Pair Corralation between NIPPON PROLOGIS and REGAL HOTEL
Assuming the 90 days trading horizon NIPPON PROLOGIS REIT is expected to generate 0.68 times more return on investment than REGAL HOTEL. However, NIPPON PROLOGIS REIT is 1.47 times less risky than REGAL HOTEL. It trades about 0.27 of its potential returns per unit of risk. REGAL HOTEL INTL is currently generating about 0.08 per unit of risk. If you would invest 136,000 in NIPPON PROLOGIS REIT on November 4, 2024 and sell it today you would earn a total of 13,000 from holding NIPPON PROLOGIS REIT or generate 9.56% return on investment over 90 days.
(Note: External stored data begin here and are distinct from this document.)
#[cfg(test)]
mod tests {
    use std::time::Duration;

    use super::*;

    use crate::audio::extractor::WavExtractor;
    use crate::testing::{wav_bytes, wav_bytes_f32, FakeEngine, FakeExtractor, MemoryAssets};

    const SMALL: &str = "whistle_mono_44100Hz_16bit.wav";
    const MEDIUM: &str = "gravitational_wave_mono_44100Hz_16bit.wav";

    fn tone(len: usize) -> Vec<i16> {
        (0..len).map(|i| ((i % 200) as i16 - 100) * 100).collect()
    }

    fn assets() -> MemoryAssets {
        MemoryAssets::default()
            .with(SMALL, wav_bytes(&tone(792), 1, 44_100))
            .with(MEDIUM, wav_bytes(&tone(44_100), 1, 44_100))
            .with("stereo.wav", wav_bytes(&tone(200), 2, 44_100))
            .with("float.wav", wav_bytes_f32(&[0.0, 0.5, -0.5, 0.25], 44_100))
            .with("48k.wav", wav_bytes(&tone(100), 1, 48_000))
    }

    fn controller_on(runtime: Handle) -> (PlaybackController, FakeEngine) {
        let engine = FakeEngine::new();
        let mut config = ViewerConfig::default();
        config.assets.defaults = vec![MEDIUM.to_string(), SMALL.to_string()];
        let controller = PlaybackController::new(
            Arc::new(engine.clone()),
            Box::new(WavExtractor::new()),
            Arc::new(assets()),
            runtime,
            &config,
        );
        (controller, engine)
    }

    fn loaded(runtime: Handle) -> (PlaybackController, FakeEngine) {
        let (controller, engine) = controller_on(runtime);
        controller.load_asset(MEDIUM).unwrap();
        (controller, engine)
    }

    #[tokio::test]
    async fn loads_small_asset_metadata() {
        let (controller, _) = controller_on(Handle::current());
        controller.load_asset(SMALL).unwrap();

        let model = controller.model();
        assert_eq!(model.waveform().len(), 792);
        assert_eq!(model.position().duration_ms, 792 * 1000 / 44_100);
        assert_eq!(model.position().timestamp_ms, 0);
        assert_eq!(model.title(), SMALL);
        assert_eq!(controller.state(), PlaybackState::Prepared);
        assert_eq!(model.error(), None);
    }

    #[tokio::test]
    async fn non_pcm16_is_rejected_without_waveform() {
        let (controller, engine) = controller_on(Handle::current());
        let err = controller.load_asset("float.wav").unwrap_err();

        assert!(matches!(err, PlayerError::UnsupportedFormat(_)));
        assert!(matches!(
            controller.model().error(),
            Some(PlayerError::UnsupportedFormat(_))
        ));
        assert!(controller.model().waveform().is_empty());
        assert_eq!(controller.state(), PlaybackState::Uninitialized);
        assert!(engine.state().source.is_none());
    }

    #[tokio::test]
    async fn stereo_and_other_rates_are_rejected() {
        let (controller, _) = controller_on(Handle::current());
        for name in ["stereo.wav", "48k.wav"] {
            let err = controller.load_asset(name).unwrap_err();
            assert!(matches!(err, PlayerError::UnsupportedFormat(_)), "{name}");
            assert_eq!(controller.state(), PlaybackState::Uninitialized);
        }
    }

    #[tokio::test]
    async fn missing_asset_is_source_unavailable() {
        let (controller, _) = controller_on(Handle::current());
        let err = controller.load_asset("random_file.wav").unwrap_err();
        assert!(matches!(err, PlayerError::SourceUnavailable(_)));
        assert_eq!(controller.state(), PlaybackState::Uninitialized);
    }

    #[tokio::test]
    async fn second_load_replaces_first() {
        let (controller, engine) = controller_on(Handle::current());
        controller.load_asset(MEDIUM).unwrap();
        controller.seek(500).unwrap();
        controller.load_asset(SMALL).unwrap();

        let model = controller.model();
        assert_eq!(model.title(), SMALL);
        assert_eq!(model.waveform().len(), 792);
        assert_eq!(model.position().duration_ms, 17);
        assert_eq!(model.position().timestamp_ms, 0);
        assert_eq!(model.waveform_index(), 0);
        assert_eq!(engine.state().resets, 2);
    }

    #[tokio::test]
    async fn failed_reload_clears_previous_source() {
        let (controller, _) = loaded(Handle::current());
        assert!(controller.load_asset("float.wav").is_err());

        let model = controller.model();
        assert_eq!(model.title(), "");
        assert!(model.waveform().is_empty());
        assert_eq!(model.position(), PlaybackPosition::default());
    }

    #[tokio::test]
    async fn prepare_failure_leaves_uninitialized() {
        let (controller, engine) = controller_on(Handle::current());
        engine.state().fail_prepare = true;

        let err = controller.load_asset(SMALL).unwrap_err();
        assert_eq!(err, PlayerError::EngineFailure("prepare failed".into()));
        assert_eq!(controller.state(), PlaybackState::Uninitialized);
        assert!(controller.model().waveform().is_empty());
    }

    #[tokio::test]
    async fn successful_load_clears_pending_error() {
        let (controller, _) = controller_on(Handle::current());
        let _ = controller.play();
        assert!(controller.model().error().is_some());

        controller.load_asset(SMALL).unwrap();
        assert_eq!(controller.model().error(), None);
    }

    #[tokio::test]
    async fn successful_seek_clears_pending_error() {
        let (controller, engine) = loaded(Handle::current());
        engine.state().fail_seek = true;
        assert!(controller.seek(100).is_err());
        assert!(controller.model().error().is_some());

        engine.state().fail_seek = false;
        controller.seek(200).unwrap();
        assert_eq!(controller.model().error(), None);
    }

    #[tokio::test(start_paused = true)]
    async fn successful_transport_clears_pending_error() {
        let (controller, engine) = loaded(Handle::current());
        engine.state().fail_seek = true;
        assert!(controller.seek(100).is_err());

        controller.play().unwrap();
        assert_eq!(controller.model().error(), None);

        assert!(controller.seek(100).is_err());
        controller.pause().unwrap();
        assert_eq!(controller.model().error(), None);

        assert!(controller.seek(100).is_err());
        engine.state().fail_seek = false;
        controller.stop().unwrap();
        assert_eq!(controller.model().error(), None);
    }

    #[tokio::test]
    async fn play_while_uninitialized_reports_not_ready() {
        let (controller, engine) = controller_on(Handle::current());
        assert_eq!(controller.play(), Err(PlayerError::EngineNotReady));
        assert_eq!(controller.state(), PlaybackState::Uninitialized);
        assert_eq!(controller.take_error(), Some(PlayerError::EngineNotReady));
        assert_eq!(controller.take_error(), None);
        assert!(!engine.state().playing);
    }

    #[tokio::test]
    async fn transport_on_uninitialized_is_harmless() {
        let (controller, _) = controller_on(Handle::current());
        assert_eq!(controller.seek(1000), Err(PlayerError::EngineNotReady));
        assert_eq!(controller.stop(), Err(PlayerError::EngineNotReady));
        assert_eq!(controller.pause(), Err(PlayerError::EngineNotReady));
        assert_eq!(controller.toggle_play_pause(), Err(PlayerError::EngineNotReady));
        assert_eq!(controller.state(), PlaybackState::Uninitialized);
        assert_eq!(controller.model().error(), Some(PlayerError::EngineNotReady));
    }

    #[tokio::test(start_paused = true)]
    async fn play_pause_stop_ends_prepared_at_zero() {
        let (controller, engine) = loaded(Handle::current());

        controller.play().unwrap();
        assert_eq!(controller.state(), PlaybackState::Playing);
        engine.advance(300);
        tokio::time::sleep(Duration::from_millis(50)).await;
        assert_eq!(controller.model().position().timestamp_ms, 300);

        controller.pause().unwrap();
        assert_eq!(controller.state(), PlaybackState::Prepared);
        assert!(!engine.state().playing);

        controller.stop().unwrap();
        assert_eq!(controller.state(), PlaybackState::Prepared);
        assert_eq!(controller.model().position().timestamp_ms, 0);

        tokio::time::sleep(Duration::from_millis(50)).await;
        assert!(!controller.is_polling());
        assert_eq!(controller.model().position().timestamp_ms, 0);
    }

    #[tokio::test(start_paused = true)]
    async fn play_twice_keeps_one_poller() {
        let (controller, _) = loaded(Handle::current());
        controller.play().unwrap();
        controller.play().unwrap();
        assert_eq!(controller.poller.loops_started(), 1);
        assert_eq!(controller.state(), PlaybackState::Playing);
    }

    #[tokio::test(start_paused = true)]
    async fn toggle_dispatches_on_state() {
        let (controller, engine) = loaded(Handle::current());
        controller.toggle_play_pause().unwrap();
        assert!(engine.state().playing);
        controller.toggle_play_pause().unwrap();
        assert!(!engine.state().playing);
        assert_eq!(controller.state(), PlaybackState::Prepared);
    }

    #[tokio::test(start_paused = true)]
    async fn stop_while_playing_pauses_engine() {
        let (controller, engine) = loaded(Handle::current());
        controller.play().unwrap();
        engine.advance(700);
        controller.stop().unwrap();

        assert!(!engine.state().playing);
        assert_eq!(controller.state(), PlaybackState::Prepared);
        assert_eq!(controller.model().position().timestamp_ms, 0);
    }

    #[tokio::test]
    async fn seek_updates_position_and_index_only() {
        let (controller, _) = loaded(Handle::current());
        controller.seek(500).unwrap();

        let model = controller.model();
        assert_eq!(model.position().timestamp_ms, 500);
        assert_eq!(model.position().progress(), 5_000);
        assert_eq!(model.waveform_index(), 44_100 / 2 - 1);
        assert_eq!(controller.state(), PlaybackState::Prepared);
        assert_eq!(controller.current_amplitude(), Some(tone(44_100)[22_049]));
    }

    #[tokio::test]
    async fn seek_is_clamped_by_engine() {
        let (controller, _) = loaded(Handle::current());
        controller.seek(60_000).unwrap();
        assert_eq!(controller.model().position().timestamp_ms, 1000);
    }

    #[tokio::test]
    async fn failed_seek_keeps_state() {
        let (controller, engine) = loaded(Handle::current());
        engine.state().fail_seek = true;

        assert!(controller.seek(100).is_err());
        assert_eq!(controller.state(), PlaybackState::Prepared);
        assert_eq!(
            controller.take_error(),
            Some(PlayerError::EngineFailure("seek failed".into()))
        );
    }

    #[tokio::test(start_paused = true)]
    async fn finished_playback_returns_to_prepared() {
        let (controller, engine) = loaded(Handle::current());
        controller.play().unwrap();
        engine.finish();
        tokio::time::sleep(Duration::from_millis(50)).await;

        assert_eq!(controller.state(), PlaybackState::Prepared);
        assert_eq!(controller.model().position().timestamp_ms, 1000);
        assert!(!controller.is_polling());
    }

    #[tokio::test]
    async fn default_assets_cycle() {
        let (controller, _) = controller_on(Handle::current());
        controller.next_default_asset().unwrap();
        assert_eq!(controller.model().title(), MEDIUM);
        controller.next_default_asset().unwrap();
        assert_eq!(controller.model().title(), SMALL);
        controller.next_default_asset().unwrap();
        assert_eq!(controller.model().title(), MEDIUM);
    }

    #[tokio::test]
    async fn scripted_extractor_feeds_waveform() {
        let engine = FakeEngine::new();
        let bytes: Vec<u8> = [3i16, -3, 9].iter().flat_map(|s| s.to_le_bytes()).collect();
        let controller = PlaybackController::new(
            Arc::new(engine.clone()),
            Box::new(FakeExtractor::pcm16(bytes)),
            Arc::new(MemoryAssets::default().with("raw.pcm", vec![0u8; 50])),
            Handle::current(),
            &ViewerConfig::default(),
        );

        controller.load_asset("raw.pcm").unwrap();
        assert_eq!(&*controller.model().waveform(), &[3, -3, 9]);
    }

    #[tokio::test]
    async fn drop_releases_engine() {
        let (controller, engine) = controller_on(Handle::current());
        drop(controller);
        assert!(engine.state().released);
    }
}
Time Period | 3 Months [change] |
Direction | Moves Together |
Strength | Significant |
Accuracy | 100.0% |
Values | Daily Returns |
NIPPON PROLOGIS REIT vs. REGAL HOTEL INTL
Performance |
Timeline |
NIPPON PROLOGIS REIT |
REGAL HOTEL INTL |
NIPPON PROLOGIS and REGAL HOTEL Volatility Contrast
Predicted Return Density |
Returns |
Pair Trading with NIPPON PROLOGIS and REGAL HOTEL
The main advantage of trading using opposite NIPPON PROLOGIS and REGAL HOTEL positions is that it hedges away some unsystematic risk. Because of two separate transactions, even if NIPPON PROLOGIS position performs unexpectedly, REGAL HOTEL can make up some of the losses. Pair trading also minimizes risk from directional movements in the market. For example, if an entire industry or sector drops because of unexpected headlines, the short position in REGAL HOTEL will offset losses from the drop in REGAL HOTEL's long position.NIPPON PROLOGIS vs. Synovus Financial Corp | NIPPON PROLOGIS vs. OAKTRSPECLENDNEW | NIPPON PROLOGIS vs. Chiba Bank | NIPPON PROLOGIS vs. CDL INVESTMENT |
REGAL HOTEL vs. Apple Inc | REGAL HOTEL vs. Apple Inc | REGAL HOTEL vs. Apple Inc | REGAL HOTEL vs. Apple Inc |
Check out your portfolio center.Note that this page's information should be used as a complementary analysis to find the right mix of equity instruments to add to your existing portfolios or create a brand new portfolio. You can also try the Portfolio Center module to all portfolio management and optimization tools to improve performance of your portfolios.